Problem requirements: Could you give every record again, exactly as it reads?

Supplied material:
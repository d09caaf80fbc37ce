//! Landing page and executor metadata.
//!
//! Both files are rendered from templates embedded in the binary:
//! - `index.html` at the published root redirects to the newest run
//! - `executor.json` in the results directory tells the renderer which CI
//!   build produced the report
//!
//! Templates use `{{name}}` placeholders. User-supplied labels (`ci-name`,
//! `report-name`) may contain `{name}` placeholders that are expanded
//! against the run context first.

use std::collections::HashMap;
use std::fs;
use std::path::{Path, PathBuf};
use std::sync::LazyLock;

use regex::{Captures, Regex};
use rust_embed::RustEmbed;
use tracing::info;

use crate::config::RunConfig;
use crate::errors::{PublishError, PublishResult};

#[derive(RustEmbed)]
#[folder = "$CARGO_MANIFEST_DIR/templates/"]
struct Templates;

static TEMPLATE_VAR: LazyLock<Regex> =
    LazyLock::new(|| Regex::new(r"\{\{\s*([a-z_]+)\s*\}\}").unwrap());

static LABEL_VAR: LazyLock<Regex> = LazyLock::new(|| Regex::new(r"\{([a-z_]+)\}").unwrap());

/// Values a label placeholder can refer to.
pub fn run_context(config: &RunConfig) -> HashMap<&'static str, String> {
    HashMap::from([
        ("workflow", config.ci.workflow.clone()),
        ("repository", config.ci.repository.clone()),
        ("run_number", config.run_identifier.clone()),
        ("run_id", config.ci.run_id.clone()),
        ("server_url", config.ci.server_url.clone()),
        ("report_url", config.run_url()),
    ])
}

/// Expand `{name}` placeholders. Unknown names are left as written.
pub fn expand_placeholders(text: &str, context: &HashMap<&'static str, String>) -> String {
    LABEL_VAR
        .replace_all(text, |caps: &Captures| match context.get(&caps[1]) {
            Some(value) => value.clone(),
            None => caps[0].to_string(),
        })
        .into_owned()
}

/// Load an embedded template and substitute `{{name}}` placeholders.
fn render_template(name: &str, vars: &HashMap<&str, String>) -> PublishResult<String> {
    let file = Templates::get(name).ok_or_else(|| {
        PublishError::io(
            name,
            std::io::Error::new(std::io::ErrorKind::NotFound, "template not embedded"),
        )
    })?;
    let source = String::from_utf8_lossy(&file.data);
    Ok(TEMPLATE_VAR
        .replace_all(&source, |caps: &Captures| match vars.get(&caps[1]) {
            Some(value) => value.clone(),
            None => caps[0].to_string(),
        })
        .into_owned())
}

fn escape_html(text: &str) -> String {
    text.replace('&', "&amp;")
        .replace('<', "&lt;")
        .replace('>', "&gt;")
        .replace('"', "&quot;")
}

fn json_string(text: &str) -> String {
    serde_json::Value::String(text.to_string()).to_string()
}

fn write_file(path: &Path, content: &str) -> PublishResult<()> {
    fs::write(path, content).map_err(|e| PublishError::write(path, e))
}

/// Render the redirect page contents for `url`.
pub fn render_index_html(url: &str) -> PublishResult<String> {
    let vars = HashMap::from([("url", escape_html(url))]);
    render_template("index.html", &vars)
}

/// Render executor.json contents for this run.
pub fn render_executor_json(config: &RunConfig) -> PublishResult<String> {
    let context = run_context(config);
    let ci_name = expand_placeholders(&config.ci_name, &context);
    let report_name = expand_placeholders(&config.report_name, &context);
    let build_url = format!(
        "{}/{}/actions/runs/{}",
        config.ci.server_url.trim_end_matches('/'),
        config.ci.repository,
        config.ci.run_id
    );

    // buildOrder is numeric for numeric run identifiers
    let run_number = match config.run_identifier.parse::<u64>() {
        Ok(n) => n.to_string(),
        Err(_) => json_string(&config.run_identifier),
    };

    let vars = HashMap::from([
        ("ci_name", json_string(&ci_name)),
        ("server_url", json_string(&config.ci.server_url)),
        ("run_number", run_number),
        (
            "build_name",
            json_string(&format!("{} #{}", ci_name, config.run_identifier)),
        ),
        ("build_url", json_string(&build_url)),
        ("report_url", json_string(&config.run_url())),
        ("report_name", json_string(&report_name)),
    ]);
    render_template("executor.json", &vars)
}

/// Write `{results_dir}/executor.json`.
pub fn write_executor_json(config: &RunConfig) -> PublishResult<PathBuf> {
    let path = config.results_dir.join("executor.json");
    write_file(&path, &render_executor_json(config)?)?;
    info!(path = %path.display(), "Wrote executor metadata");
    Ok(path)
}

/// Write `{output_root}/index.html` redirecting to the new run.
pub fn write_index_html(config: &RunConfig) -> PublishResult<PathBuf> {
    let path = config.output_root.join("index.html");
    write_file(&path, &render_index_html(&config.report_url())?)?;
    info!(path = %path.display(), target = %config.report_url(), "Wrote landing page");
    Ok(path)
}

Your solution:
repository d09caaf80fbc37ce
//! Landing page and executor metadata.
//!
//! Both files are rendered from templates embedded in the binary:
//! - `index.html` at the published root redirects to the newest run
//! - `executor.json` in the results directory tells the renderer which CI
//!   build produced the report
//!
//! Templates use `{{name}}` placeholders. User-supplied labels (`ci-name`,
//! `report-name`) may contain `{name}` placeholders that are expanded
//! against the run context first.

use std::collections::HashMap;
use std::fs;
use std::path::{Path, PathBuf};
use std::sync::LazyLock;

use regex::{Captures, Regex};
use rust_embed::RustEmbed;
use tracing::info;

use crate::config::RunConfig;
use crate::errors::{PublishError, PublishResult};

#[derive(RustEmbed)]
#[folder = "$CARGO_MANIFEST_DIR/templates/"]
struct Templates;

static TEMPLATE_VAR: LazyLock<Regex> =
    LazyLock::new(|| Regex::new(r"\{\{\s*([a-z_]+)\s*\}\}").unwrap());

static LABEL_VAR: LazyLock<Regex> = LazyLock::new(|| Regex::new(r"\{([a-z_]+)\}").unwrap());

/// Values a label placeholder can refer to.
pub fn run_context(config: &RunConfig) -> HashMap<&'static str, String> {
    HashMap::from([
        ("workflow", config.ci.workflow.clone()),
        ("repository", config.ci.repository.clone()),
        ("run_number", config.run_identifier.clone()),
        ("run_id", config.ci.run_id.clone()),
        ("server_url", config.ci.server_url.clone()),
        ("report_url", config.run_url()),
    ])
}

/// Expand `{name}` placeholders. Unknown names are left as written.
pub fn expand_placeholders(text: &str, context: &HashMap<&'static str, String>) -> String {
    LABEL_VAR
        .replace_all(text, |caps: &Captures| match context.get(&caps[1]) {
            Some(value) => value.clone(),
            None => caps[0].to_string(),
        })
        .into_owned()
}

/// Load an embedded template and substitute `{{name}}` placeholders.
fn render_template(name: &str, vars: &HashMap<&str, String>) -> PublishResult<String> {
    let file = Templates::get(name).ok_or_else(|| {
        PublishError::io(
            name,
            std::io::Error::new(std::io::ErrorKind::NotFound, "template not embedded"),
        )
    })?;
    let source = String::from_utf8_lossy(&file.data);
    Ok(TEMPLATE_VAR
        .replace_all(&source, |caps: &Captures| match vars.get(&caps[1]) {
            Some(value) => value.clone(),
            None => caps[0].to_string(),
        })
        .into_owned())
}

fn escape_html(text: &str) -> String {
    text.replace('&', "&amp;")
        .replace('<', "&lt;")
        .replace('>', "&gt;")
        .replace('"', "&quot;")
}

fn json_string(text: &str) -> String {
    serde_json::Value::String(text.to_string()).to_string()
}

fn write_file(path: &Path, content: &str) -> PublishResult<()> {
    fs::write(path, content).map_err(|e| PublishError::write(path, e))
}

/// Render the redirect page contents for `url`.
pub fn render_index_html(url: &str) -> PublishResult<String> {
    let vars = HashMap::from([("url", escape_html(url))]);
    render_template("index.html", &vars)
}

/// Render executor.json contents for this run.
pub fn render_executor_json(config: &RunConfig) -> PublishResult<String> {
    let context = run_context(config);
    let ci_name = expand_placeholders(&config.ci_name, &context);
    let report_name = expand_placeholders(&config.report_name, &context);
    let build_url = format!(
        "{}/{}/actions/runs/{}",
        config.ci.server_url.trim_end_matches('/'),
        config.ci.repository,
        config.ci.run_id
    );

    // buildOrder is numeric for numeric run identifiers
    let run_number = match config.run_identifier.parse::<u64>() {
        Ok(n) => n.to_string(),
        Err(_) => json_string(&config.run_identifier),
    };

    let vars = HashMap::from([
        ("ci_name", json_string(&ci_name)),
        ("server_url", json_string(&config.ci.server_url)),
        ("run_number", run_number),
        (
            "build_name",
            json_string(&format!("{} #{}", ci_name, config.run_identifier)),
        ),
        ("build_url", json_string(&build_url)),
        ("report_url", json_string(&config.run_url())),
        ("report_name", json_string(&report_name)),
    ]);
    render_template("executor.json", &vars)
}

/// Write `{results_dir}/executor.json`.
pub fn write_executor_json(config: &RunConfig) -> PublishResult<PathBuf> {
    let path = config.results_dir.join("executor.json");
    write_file(&path, &render_executor_json(config)?)?;
    info!(path = %path.display(), "Wrote executor metadata");
    Ok(path)
}

/// Write `{output_root}/index.html` redirecting to the new run.
pub fn write_index_html(config: &RunConfig) -> PublishResult<PathBuf> {
    let path = config.output_root.join("index.html");
    write_file(&path, &render_index_html(&config.report_url())?)?;
    info!(path = %path.display(), target = %config.report_url(), "Wrote landing page");
    Ok(path)
}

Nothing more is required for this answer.